Jane Campion was born in 1954 in an artistic family in New Zealand. An internationally acclaimed female filmmaker, who is a director, a screenwriter, and a producer, she was awarded with an Oscar, two Palmes d’Or at the Cannes Film Festival, the Grand Jury prize and Best Director Silver Lion at the Venice Film Festival and multiple other awards for her bold and unconventional work.
She first studied in Wellington, New Zealand where she got a BA in Anthropology. She then moved to Australia to attend the Sydney College of Arts since she was interested in the prestigious Australian Film Television and Radio School. At the time she benefited from a determined movement to promote female careers in film by Australian educational institutions and government funding agencies. Female perspectives in story telling were greatly encouraged that is how she collaborated with Gillian Armstrong and Jan Chapman.
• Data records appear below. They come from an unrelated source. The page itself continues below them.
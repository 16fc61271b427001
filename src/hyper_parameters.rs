// Defaults for parameters
const RADIX_DEFAULT: usize = 10;
const GAP_DIVISOR_DEFAULT: usize = 2;

// Valid minimums/left bounds of parameters
const RADIX_MINIMUM: usize = 2;
const GAP_DIVISOR_MINIMUM: usize = 2;


/// Tuning parameters for `radix_sort`. Use `RadixSortParams::default()` for base 10 digits.
#[derive(Debug, Clone, PartialEq)]
pub struct RadixSortParams {
    pub(crate) radix: usize,
}

/// Builder object to set custom radix sort parameters.
pub struct RadixSortParamsBuilder {
    radix: Option<usize>,
}

impl RadixSortParams {
    /// Enters the builder pattern, allowing custom parameters to be set using setter methods.
    ///
    /// # Returns
    /// * the radix sort parameter builder
    pub fn builder() -> RadixSortParamsBuilder {
        RadixSortParamsBuilder { radix: None }
    }

    pub fn radix(&self) -> usize {
        self.radix
    }
}

impl Default for RadixSortParams {
    fn default() -> Self {
        Self::builder().build()
    }
}

impl RadixSortParamsBuilder {

    /// Sets the base of the digits that each counting pass sorts on. Larger bases mean fewer
    /// passes over the data but a larger count table per pass. Defaults to 10.
    ///
    /// # Parameters
    /// * radix - the digit base, at least 2
    ///
    /// # Returns
    /// * the radix sort parameter builder
    pub fn radix(mut self, radix: usize) -> RadixSortParamsBuilder {
        self.radix = Some(validate_input_left_bound(radix, RADIX_MINIMUM, "radix"));
        self
    }

    /// Finishes building the parameters.
    pub fn build(self) -> RadixSortParams {
        RadixSortParams { radix: self.radix.unwrap_or(RADIX_DEFAULT) }
    }
}

/// Tuning parameters for `shell_sort`. The gap starts at `n / gap_divisor` and is divided by
/// `gap_divisor` after every pass, finishing with a pass at gap 1.
#[derive(Debug, Clone, PartialEq)]
pub struct ShellSortParams {
    pub(crate) gap_divisor: usize,
}

/// Builder object to set custom shell sort parameters.
pub struct ShellSortParamsBuilder {
    gap_divisor: Option<usize>,
}

impl ShellSortParams {
    pub fn builder() -> ShellSortParamsBuilder {
        ShellSortParamsBuilder { gap_divisor: None }
    }

    pub fn gap_divisor(&self) -> usize {
        self.gap_divisor
    }
}

impl Default for ShellSortParams {
    fn default() -> Self {
        Self::builder().build()
    }
}

impl ShellSortParamsBuilder {

    /// Sets the factor the gap shrinks by between passes. Defaults to 2 (Shell's original
    /// sequence).
    ///
    /// # Parameters
    /// * gap_divisor - the shrink factor, at least 2
    ///
    /// # Returns
    /// * the shell sort parameter builder
    pub fn gap_divisor(mut self, gap_divisor: usize) -> ShellSortParamsBuilder {
        self.gap_divisor = Some(validate_input_left_bound(
            gap_divisor, GAP_DIVISOR_MINIMUM, "gap_divisor"));
        self
    }

    pub fn build(self) -> ShellSortParams {
        ShellSortParams { gap_divisor: self.gap_divisor.unwrap_or(GAP_DIVISOR_DEFAULT) }
    }
}

fn validate_input_left_bound(input_param: usize, left_bound: usize, param: &str) -> usize {
    if input_param < left_bound {
        log::warn!(
            "{param} ({input_param}) cannot be lower than {left_bound}. Set to {left_bound}."
        );
        left_bound
    } else {
        input_param
    }
}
Jane Campion thus took an interest in female characters showing their intuitiveness, their generosity and their capacity to be emotional. Her characters are women outsiders in society who struggle to be understood and recognised in a male-dominated world ; she emphasizes women’s issues such as injustice, discrimination, mental health. She depicts strong female protagonists who are determined to make their voice heard. Her heroines are complex and flawed individuals who express their individuality. Some of her male characters are fascinated by what goes on in a woman’s mind.
Jane Campion’s work consists of eight movies and she worked for television and made a few short films as well. She started in 1982 with « An Exercise in Discipline » for which she won the Palme d’Or at Cannes for Best Short Film. She made « Sweetie », her first feature film in Australia in 1989 ; « An Angel at my Table » about New Zealand author Janet Frame, in New Zealand in 1990. After « The Piano » followed « The Portrait of a Lady » in 1996 which is an unfaithful adaptation of Henry James’s 1881 novel, then « Holy Smoke » in 1999, « In the Cut » in 2003, « Bright Stars » in 2009, « Top of the Lake » (TV mini series) in 2013 and 2017, « The Power of a Dog » in 2021. She was acclaimed as the first female director to win the Palme D’Or at the Cannes film Festival in 1993 for her feature film « The Piano ».
In 2016 Jane Campion was appointed a Dame Companion of the New Zealand Order of Merit for services to film.